There will also be “higher expectations” of those who receive benefits and who can work to put in more hours in employment. Further, those who do not comply with conditions set by their work coach—such as accepting an available job—will, after one year, have their benefits removed.

Personal Independence Payments (PIPs)—allowances for people with disabilities who struggle with everyday activities—will also be reformed so they provide more tailored support to people’s individual needs and conditions.

The government will also do more to target benefit fraudsters.

The reforms would occur in the next Parliament, if the Conservatives win the general election.

Current Situation ‘Not Sustainable’

Mr. Sunak told attendees at the Centre for Social Justice that the UK spends £69 billion on benefits for people of working age with a disability or health condition. “That’s more than our entire schools budget; more than our transport budget; more than our policing,” Mr. Sunak said.

He added that spending alone on PIPs is forecast to increase by more than 50 percent over the next four years.

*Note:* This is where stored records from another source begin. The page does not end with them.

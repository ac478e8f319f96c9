//! Shuffle-And-Perturb (SAP): a deterministic, keyed vector transform.
//!
//! This crate contains only the cryptographic core: an AES-256-CTR
//! keystream and the permute-then-perturb transform built on it. It has no
//! knowledge of HTTP, JSON, or the record/metadata model layered on top by
//! `sap-core`.

pub mod keystream;
pub mod transform;

pub use keystream::{InvalidKeyLen, Key, Nonce, KEY_LEN, NONCE_LEN};
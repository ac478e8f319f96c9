//! Secure nonce generation.
//!
//! Distinct from the deterministic AES-CTR keystream in `sap-crypto`: a
//! fresh per-record nonce must be unpredictable, so it's drawn from a CSPRNG
//! rather than derived from anything the proxy already knows.

use ring::rand::{SecureRandom, SystemRandom};
use sap_core::ProxyError;
use sap_crypto::{Nonce, NONCE_LEN};

/// Generate a fresh, cryptographically random nonce.
pub fn fresh_nonce(rng: &SystemRandom) -> Result<Nonce, ProxyError> {
    let mut bytes = [0u8; NONCE_LEN];
    rng.fill(&mut bytes)
        .map_err(|_| ProxyError::transform_error("failed to generate a random nonce"))?;
    Ok(Nonce::from_bytes(bytes))
}
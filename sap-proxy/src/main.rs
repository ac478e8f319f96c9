use anyhow::Context;
use sap_proxy::{cli::ProxyArgs, logger, run::Proxy};

fn main() -> anyhow::Result<()> {
    let _ = dotenvy::dotenv();
    logger::init();

    let mut args = ProxyArgs::from_cli();
    args.or_env_mut()?;

    let rt = tokio::runtime::Builder::new_multi_thread()
        .enable_all()
        .build()
        .context("Failed to build Tokio runtime")?;

    let proxy = Proxy::init(args)?;
    let spawn_ctrlc_handler = true;
    rt.block_on(proxy.run(spawn_ctrlc_handler))
}
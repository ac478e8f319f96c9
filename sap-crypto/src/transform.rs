//! The Shuffle-And-Perturb (SAP) vector transform: a keyed permutation of
//! dimensions followed by additive noise scaled by a perturbation magnitude.

use crate::keystream::{invert_permutation, permutation, uniform_floats, Key, Nonce};

/// Apply SAP to a single plaintext vector, producing the cipher-space vector.
///
/// Order matters: permute first, then add noise. Decrypt must undo these in
/// the opposite order (subtract noise, then invert the permutation) for the
/// transform to be its own exact inverse modulo float rounding.
pub fn encrypt(key: &Key, nonce: &Nonce, beta: f32, values: &[f32]) -> Vec<f32> {
    let dim = values.len();
    let perm = permutation(key, dim);

    let mut out = vec![0.0f32; dim];
    for (i, &p) in perm.iter().enumerate() {
        out[i] = values[p];
    }

    if beta > 0.0 {
        let noise = uniform_floats(key, nonce, dim);
        for (v, u) in out.iter_mut().zip(noise) {
            *v += (u - 0.5) * 2.0 * beta;
        }
    }

    out
}

/// Invert [`encrypt`]: subtract the noise, then undo the permutation.
pub fn decrypt(key: &Key, nonce: &Nonce, beta: f32, cipher: &[f32]) -> Vec<f32> {
    let dim = cipher.len();
    let mut denoised = cipher.to_vec();

    if beta > 0.0 {
        let noise = uniform_floats(key, nonce, dim);
        for (v, u) in denoised.iter_mut().zip(noise) {
            *v -= (u - 0.5) * 2.0 * beta;
        }
    }

    let perm = permutation(key, dim);
    let inverse = invert_permutation(&perm);

    let mut out = vec![0.0f32; dim];
    for (dst, &src) in inverse.iter().enumerate() {
        out[dst] = denoised[src];
    }
    out
}

/// Euclidean distance between two equal-length vectors.
pub fn euclidean_distance(a: &[f32], b: &[f32]) -> f32 {
    a.iter()
        .zip(b)
        .map(|(x, y)| {
            let d = x - y;
            d * d
        })
        .sum::<f32>()
        .sqrt()
}
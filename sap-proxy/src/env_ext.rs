//! Small helper for the common "fill unset CLI option from env var" pattern.

use std::str::FromStr;

use anyhow::{Context, anyhow};

pub trait OrEnvExt {
    /// If `self` is `None`, try to fill it from the `var` environment
    /// variable, parsing via [`FromStr`]. Leaves `self` untouched (and
    /// returns `Ok`) if `var` isn't set.
    fn or_env_mut(&mut self, var: &'static str) -> anyhow::Result<()>;
}

impl<T> OrEnvExt for Option<T>
where
    T: FromStr,
    T::Err: std::fmt::Display,
{
    fn or_env_mut(&mut self, var: &'static str) -> anyhow::Result<()> {
        if self.is_some() {
            return Ok(());
        }
        match std::env::var(var) {
            Ok(value) => {
                let parsed = value
                    .parse::<T>()
                    .map_err(|e| anyhow!("Failed to parse ${var}: {e}"))
                    .with_context(|| format!("Invalid value for ${var}"))?;
                *self = Some(parsed);
                Ok(())
            }
            Err(std::env::VarError::NotPresent) => Ok(()),
            Err(e) => Err(anyhow!("Failed to read ${var}: {e}")),
        }
    }
}
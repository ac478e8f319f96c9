//! The proxy's shared, hot-swappable configuration.
//!
//! `upstream_url` and `beta` are set together by `POST /blyss/setup` and
//! must always be read as a consistent pair — a request started just before
//! a concurrent `/blyss/setup` call must never see the new `upstream_url`
//! with the old `beta`, or vice versa. `ArcSwap` gives us that: every
//! `/blyss/setup` does one atomic `.store()` of a freshly built
//! [`SharedConfig`], and every other handler does one `.load()`, so no
//! request can observe a torn combination.

use std::sync::Arc;

use arc_swap::ArcSwap;

/// A point-in-time snapshot of the proxy's mutable configuration.
#[derive(Clone, Debug, PartialEq)]
pub struct SharedConfig {
    /// Data-plane upstream URL, e.g. `https://index.example.com`.
    pub upstream_url: String,
    /// Control-plane URL that `/databases*` paths are routed to.
    pub control_plane_url: String,
    /// Perturbation magnitude used for new encryptions.
    pub beta: f32,
}

/// An `Arc<ArcSwap<SharedConfig>>`-backed handle, cheap to clone and share
/// across the router's `Arc<ProxyState>`.
#[derive(Clone)]
pub struct ConfigHandle(Arc<ArcSwap<SharedConfig>>);

impl ConfigHandle {
    pub fn new(initial: SharedConfig) -> Self {
        Self(Arc::new(ArcSwap::new(Arc::new(initial))))
    }

    /// Load a consistent snapshot of the current configuration.
    pub fn load(&self) -> Arc<SharedConfig> {
        self.0.load_full()
    }

    /// Atomically replace `upstream_url` and `beta`, leaving
    /// `control_plane_url` untouched (the `/blyss/setup` body never carries
    /// it).
    pub fn set_upstream_and_beta(&self, upstream_url: String, beta: f32) {
        let previous = self.load();
        self.0.store(Arc::new(SharedConfig {
            upstream_url,
            control_plane_url: previous.control_plane_url.clone(),
            beta,
        }));
    }
}
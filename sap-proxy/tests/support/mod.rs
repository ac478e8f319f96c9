//! An in-process mock vector-search backend, standing in for the untrusted
//! upstream the proxy forwards to. It stores whatever cipher-space vectors
//! it's given and answers `/query` with a brute-force nearest-neighbor scan
//! in that same cipher space — exactly the "search over garbled coordinates"
//! behavior a real backend would exhibit.

use std::{
    collections::HashMap,
    net::SocketAddr,
    sync::{Arc, Mutex},
};

use axum::{extract::State, routing::post, Json, Router};
use sap_core::Record;
use serde::{Deserialize, Serialize};
use serde_json::Value;
use tokio::net::TcpListener;

#[derive(Default)]
struct Db {
    records: HashMap<String, Record>,
}

type SharedDb = Arc<Mutex<Db>>;

#[derive(Deserialize)]
struct UpsertRequest {
    vectors: Vec<Record>,
}

#[derive(Serialize)]
struct UpsertResponse {
    upserted_count: usize,
}

async fn upsert(State(db): State<SharedDb>, Json(req): Json<UpsertRequest>) -> Json<UpsertResponse> {
    let mut db = db.lock().unwrap();
    let count = req.vectors.len();
    for record in req.vectors {
        let id = record.id.clone().expect("test records always have an id");
        db.records.insert(id, record);
    }
    Json(UpsertResponse {
        upserted_count: count,
    })
}

#[derive(Serialize)]
struct QueryResponse {
    matches: Vec<Record>,
}

async fn query(State(db): State<SharedDb>, Json(body): Json<Value>) -> Json<QueryResponse> {
    let db = db.lock().unwrap();

    // id-only lookup: return the stored record for that id, unchanged.
    if let Some(id) = body.get("id").and_then(Value::as_str) {
        let matches = db.records.get(id).cloned().into_iter().collect();
        return Json(QueryResponse { matches });
    }

    let query_vector: Vec<f32> = body
        .get("vector")
        .cloned()
        .map(|v| serde_json::from_value(v).expect("test query vector is well-formed"))
        .expect("test queries always carry a cipher-space vector");
    let top_k = body.get("topK").and_then(Value::as_u64).unwrap_or(10) as usize;

    let mut scored: Vec<(f32, Record)> = db
        .records
        .values()
        .filter_map(|record| {
            let values = record.values.as_deref()?;
            let dist = sap_crypto::transform::euclidean_distance(values, &query_vector);
            Some((dist, record.clone()))
        })
        .collect();
    scored.sort_by(|a, b| a.0.partial_cmp(&b.0).unwrap());
    scored.truncate(top_k);

    let matches = scored.into_iter().map(|(_, record)| record).collect();
    Json(QueryResponse { matches })
}

/// Spawn the mock backend on an ephemeral port, returning its base URL.
pub async fn spawn_mock_upstream() -> String {
    let db: SharedDb = Arc::new(Mutex::new(Db::default()));
    let router = Router::new()
        .route("/vectors/upsert", post(upsert))
        .route("/query", post(query))
        .with_state(db);

    let listener = TcpListener::bind("127.0.0.1:0").await.unwrap();
    let addr: SocketAddr = listener.local_addr().unwrap();
    tokio::spawn(async move {
        axum::serve(listener, router).await.unwrap();
    });

    format!("http://{addr}")
}

/// Spawn the proxy itself against `upstream_url`, returning its base URL.
pub async fn spawn_proxy(upstream_url: String, beta: f32) -> String {
    let config = sap_core::ConfigHandle::new(sap_core::SharedConfig {
        upstream_url,
        control_plane_url: String::new(),
        beta,
    });
    let state = Arc::new(sap_proxy::server::ProxyState::new(config));
    let router = sap_proxy::server::router(state);

    let listener = TcpListener::bind("127.0.0.1:0").await.unwrap();
    let addr: SocketAddr = listener.local_addr().unwrap();
    tokio::spawn(async move {
        axum::serve(listener, router).await.unwrap();
    });

    format!("http://{addr}")
}
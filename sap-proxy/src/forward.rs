//! Forwarding requests to an upstream backend, with the header scrubbing the
//! proxy runtime requires at every passthrough boundary.

use bytes::Bytes;
use http::{HeaderMap, HeaderName, Method, StatusCode};
use sap_core::ProxyError;
use tracing::warn;

use crate::key::X_DATA_KEY_HEADER;

/// Headers stripped before forwarding a request upstream: the secret key
/// must never leave this process, and `content-length`/`host` are
/// recomputed by the HTTP client for the new request.
const STRIPPED_REQUEST_HEADERS: &[&str] = &[X_DATA_KEY_HEADER, "content-length", "host"];

/// Hop-by-hop response headers that are meaningless once re-framed by the
/// proxy's own HTTP stack.
const STRIPPED_RESPONSE_HEADERS: &[&str] =
    &["connection", "transfer-encoding", "keep-alive", "upgrade"];

#[derive(Clone)]
pub struct Forwarder {
    client: reqwest::Client,
}

impl Default for Forwarder {
    fn default() -> Self {
        let client = reqwest::Client::builder()
            .build()
            .expect("Failed to build reqwest Client");
        Self { client }
    }
}

pub struct UpstreamResponse {
    pub status: StatusCode,
    pub headers: HeaderMap,
    pub body: Bytes,
}

impl Forwarder {
    pub fn new() -> Self {
        Self::default()
    }

    /// Forward `method`/`headers`/`body` to `url`, stripping the headers
    /// that must never cross the proxy boundary and returning the upstream
    /// response's status, headers, and body verbatim.
    pub async fn forward(
        &self,
        method: Method,
        url: String,
        mut headers: HeaderMap,
        body: Bytes,
    ) -> Result<UpstreamResponse, ProxyError> {
        for name in STRIPPED_REQUEST_HEADERS {
            headers.remove(*name);
        }

        let response = self
            .client
            .request(method.clone(), &url)
            .headers(headers)
            .body(body)
            .send()
            .await
            .map_err(|e| {
                warn!(%method, %url, error = %e, "upstream request failed");
                ProxyError::upstream_error(StatusCode::BAD_GATEWAY, format!("upstream request failed: {e}"))
            })?;

        let status = response.status();
        let mut resp_headers = response.headers().clone();
        for name in STRIPPED_RESPONSE_HEADERS {
            if let Ok(header_name) = HeaderName::try_from(*name) {
                resp_headers.remove(header_name);
            }
        }

        let body = response.bytes().await.map_err(|e| {
            ProxyError::upstream_error(
                StatusCode::BAD_GATEWAY,
                format!("failed to read upstream response body: {e}"),
            )
        })?;

        Ok(UpstreamResponse {
            status,
            headers: resp_headers,
            body,
        })
    }
}
use std::{
    net::{Ipv4Addr, SocketAddr, SocketAddrV4},
    sync::Arc,
};

use anyhow::Context;
use axum::Router;
use sap_core::{ConfigHandle, SharedConfig};
use tokio::net::TcpListener;
use tracing::{info, info_span, instrument, Instrument};

use crate::{cli::ProxyArgs, server, shutdown::ShutdownChannel};

/// `127.0.0.1:8080`.
const DEFAULT_LISTEN_ADDR: SocketAddr =
    SocketAddr::V4(SocketAddrV4::new(Ipv4Addr::LOCALHOST, 8080));

pub struct Proxy {
    listen_addr: SocketAddr,
    router: Router<()>,
    shutdown: ShutdownChannel,
}

impl Proxy {
    #[instrument(skip_all, name = "(proxy)")]
    pub fn init(args: ProxyArgs) -> anyhow::Result<Self> {
        let listen_addr = args.listen_addr.unwrap_or(DEFAULT_LISTEN_ADDR);
        let upstream_url = args.upstream_url.unwrap_or_default();
        let control_plane_url = args.control_plane_url.unwrap_or_default();
        let beta = args.beta.unwrap_or(0.0);

        if upstream_url.is_empty() {
            info!(
                "No --upstream-url/UPSTREAM_URL configured at startup; \
                 waiting for `POST /blyss/setup` before passthrough routes \
                 will work."
            );
        }

        let config = ConfigHandle::new(SharedConfig {
            upstream_url,
            control_plane_url,
            beta,
        });
        let state = Arc::new(server::ProxyState::new(config));
        let router = server::router(state);

        Ok(Self {
            listen_addr,
            router,
            shutdown: ShutdownChannel::new(),
        })
    }

    pub fn shutdown_channel(&self) -> ShutdownChannel {
        self.shutdown.clone()
    }

    /// Serve until a shutdown signal arrives.
    ///
    /// Set `spawn_ctrlc_handler` to `true` to have the proxy listen for
    /// Ctrl+C and trigger its own shutdown.
    #[instrument(skip_all, name = "(proxy)")]
    pub async fn run(self, spawn_ctrlc_handler: bool) -> anyhow::Result<()> {
        let listener = TcpListener::bind(self.listen_addr)
            .await
            .with_context(|| format!("Failed to bind {}", self.listen_addr))?;
        let local_addr = listener.local_addr().context("Failed to get local addr")?;
        info!("Listening on http://{local_addr}");

        let shutdown_for_ctrlc = self.shutdown.clone();
        if spawn_ctrlc_handler {
            tokio::spawn(async move {
                if tokio::signal::ctrl_c().await.is_err() {
                    return;
                }
                info!(
                    "Ctrl+C received, starting graceful shutdown. \
                     Hit Ctrl+C again to quit immediately."
                );
                shutdown_for_ctrlc.send();
                if tokio::signal::ctrl_c().await.is_ok() {
                    std::process::exit(1);
                }
            });
        }

        let shutdown = self.shutdown.clone();
        std::future::IntoFuture::into_future(axum::serve(listener, self.router).with_graceful_shutdown(
            async move {
                shutdown.recv().await;
                info!("Shutting down API server");
            },
        ))
        .instrument(info_span!("(server)"))
        .await
        .context("API server error")?;

        Ok(())
    }
}
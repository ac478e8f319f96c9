//! A shutdown signal that every clone can observe exactly once.
//!
//! (Ab)uses the fact that acquiring a permit from a zero-capacity
//! [`Semaphore`] only resolves once the semaphore is closed. Closing it is
//! our "send"; a closed-semaphore error from `acquire` is our "recv".

use std::sync::Arc;

use tokio::sync::Semaphore;

#[derive(Clone, Debug)]
pub struct ShutdownChannel {
    inner: Arc<Semaphore>,
}

impl ShutdownChannel {
    pub fn new() -> Self {
        Self {
            inner: Arc::new(Semaphore::new(0)),
        }
    }

    /// Signal every current and future clone's [`recv`](Self::recv).
    pub fn send(&self) {
        self.inner.close();
    }

    /// Wait for [`send`](Self::send) to be called (on this or any clone).
    pub async fn recv(&self) {
        let _ = self.inner.acquire().await;
    }

    pub fn is_shutdown(&self) -> bool {
        self.inner.is_closed()
    }
}

impl Default for ShutdownChannel {
    fn default() -> Self {
        Self::new()
    }
}
//! `POST /blyss/setup` — atomically (re)configures the data-plane upstream
//! and perturbation magnitude.

use std::sync::Arc;

use axum::extract::State;
use sap_core::ProxyError;
use serde::{Deserialize, Serialize};
use tracing::{info, instrument};

use super::ProxyState;

#[derive(Deserialize)]
pub struct SetupRequest {
    pub upstream: String,
    #[serde(default)]
    pub beta: f32,
}

#[derive(Serialize)]
pub struct SetupResponse {
    pub ok: bool,
}

#[instrument(skip_all, name = "(setup)")]
pub async fn handle(
    State(state): State<Arc<ProxyState>>,
    axum::Json(req): axum::Json<SetupRequest>,
) -> Result<axum::Json<SetupResponse>, ProxyError> {
    if req.upstream.trim().is_empty() {
        return Err(ProxyError::invalid_record("`upstream` must not be empty"));
    }
    if !(req.beta.is_finite() && req.beta >= 0.0) {
        return Err(ProxyError::invalid_record("`beta` must be a non-negative finite number"));
    }

    info!(upstream = %req.upstream, beta = req.beta, "updating shared configuration");
    state.config.set_upstream_and_beta(req.upstream, req.beta);

    Ok(axum::Json(SetupResponse { ok: true }))
}
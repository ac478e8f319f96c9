//! The proxy's HTTP surface: `/blyss/setup`, `/query`, `/vectors/upsert`,
//! and a passthrough fallback for everything else (routed to the
//! control-plane URL for `/databases*`, the data-plane upstream otherwise).

mod passthrough;
mod query;
mod setup;
mod upsert;

use std::sync::Arc;

use axum::{
    routing::post,
    Router,
};
use ring::rand::SystemRandom;
use sap_core::ConfigHandle;

use crate::forward::Forwarder;

/// `topK` is multiplied by this factor before forwarding a query upstream,
/// then the locally-reranked results are truncated back down. Recovers
/// plaintext ranking accuracy lost by searching in cipher space. Not exposed
/// as a request parameter.
pub const OVERFETCH_FACTOR: u64 = 3;

pub struct ProxyState {
    pub config: ConfigHandle,
    pub forwarder: Forwarder,
    pub rng: SystemRandom,
}

impl ProxyState {
    pub fn new(config: ConfigHandle) -> Self {
        Self {
            config,
            forwarder: Forwarder::new(),
            rng: SystemRandom::new(),
        }
    }
}

pub fn router(state: Arc<ProxyState>) -> Router<()> {
    Router::new()
        .route("/blyss/setup", post(setup::handle))
        .route("/query", post(query::handle))
        .route("/vectors/upsert", post(upsert::handle))
        .fallback(passthrough::handle)
        .with_state(state)
}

Prime Minister Rishi Sunak giving his speech on welfare reform, where he called for an end to the "sick note culture" and warned against "over-medicalising the everyday challenges and worries of life," in central London on April 19, 2024. (Yui Mok/PA Wire)Prime Minister Rishi Sunak giving his speech on welfare reform, where he called for an end to the "sick note culture" and warned against "over-medicalising the everyday challenges and worries of life," in central London on April 19, 2024. (Yui Mok/PA Wire)

“That’s not right; it’s not sustainable and it’s not fair on the taxpayers who fund it,” he said.

“We can’t afford such a spiralling increase in the welfare bill and the irresponsible burden that would place on this and future generations of taxpayers,” he added.

‘Assault on Disabled People’

Scope, a charity which campaigns for the fair and equal treatment of those with disabilities, called the proposals “an assault on disabled people.”

The group posted to social media platform X: “We are in a cost-of-living crisis. Government looking to slash disabled people’s income by hitting personal independence payment (PIP) is a horrific proposal. It’s dangerous and risks leaving disabled people destitute.”

The charity said that “much of the current record levels of inactivity are because our public services are crumbling. The quality of jobs is poor. And the rate of poverty amongst disabled households is growing.”

“Our impairments and conditions are not a ‘lifestyle choice,'” Scope said.

‘Hostile Rhetoric’

Dr. Katie Bramall-Stainer, chairwoman of the British Medical Association’s General Practitioners Council in England (GPC England), criticised the “hostile rhetoric” of “sick note culture.”

Dr. Bramall-Stainer said that Fit Notes are “carefully considered” by GPs before they are written. She said doctors understand the health benefits of work and that most people do want to work, “but when they are unwell, people need access to prompt care.”

The GPC England chairwoman continued: “With a waiting list of 7.5 million—not including for mental health problems—delays to diagnostics, and resulting pressures on GP practices, patients cannot get the treatment they need to be able to return to work.

“So rather than pushing a hostile rhetoric on ‘sicknote culture,’ perhaps the prime minister should focus on removing what is stopping patients from receiving the physical and mental health care they need, which in turn prevents them from going back to work.”

Universal Credit Facing Challenge of Long-Term Sick

This week, the Resolution Foundation think tank warned that the Universal Credit benefits system would have to change how it operates because its design did not anticipate the “steep rise” in the number of people with ill health or disabilities.

The Resolution Foundation said that since the benefits system was reformed, unemployment had fallen from 8.5 percent in 2011 to 3.8 percent in 2023. But 2.3 million claimants are now out of work because of ill health, almost double the figure when Universal Credit was introduced in 2013.

Last month, the Department for Work and Pensions published statistics showing that in Britain, 874,000 assessments carried out between January 2022 to November 2023 recorded mental and behavioural disorders in Universal Credit Work Capacity Assessment decisions.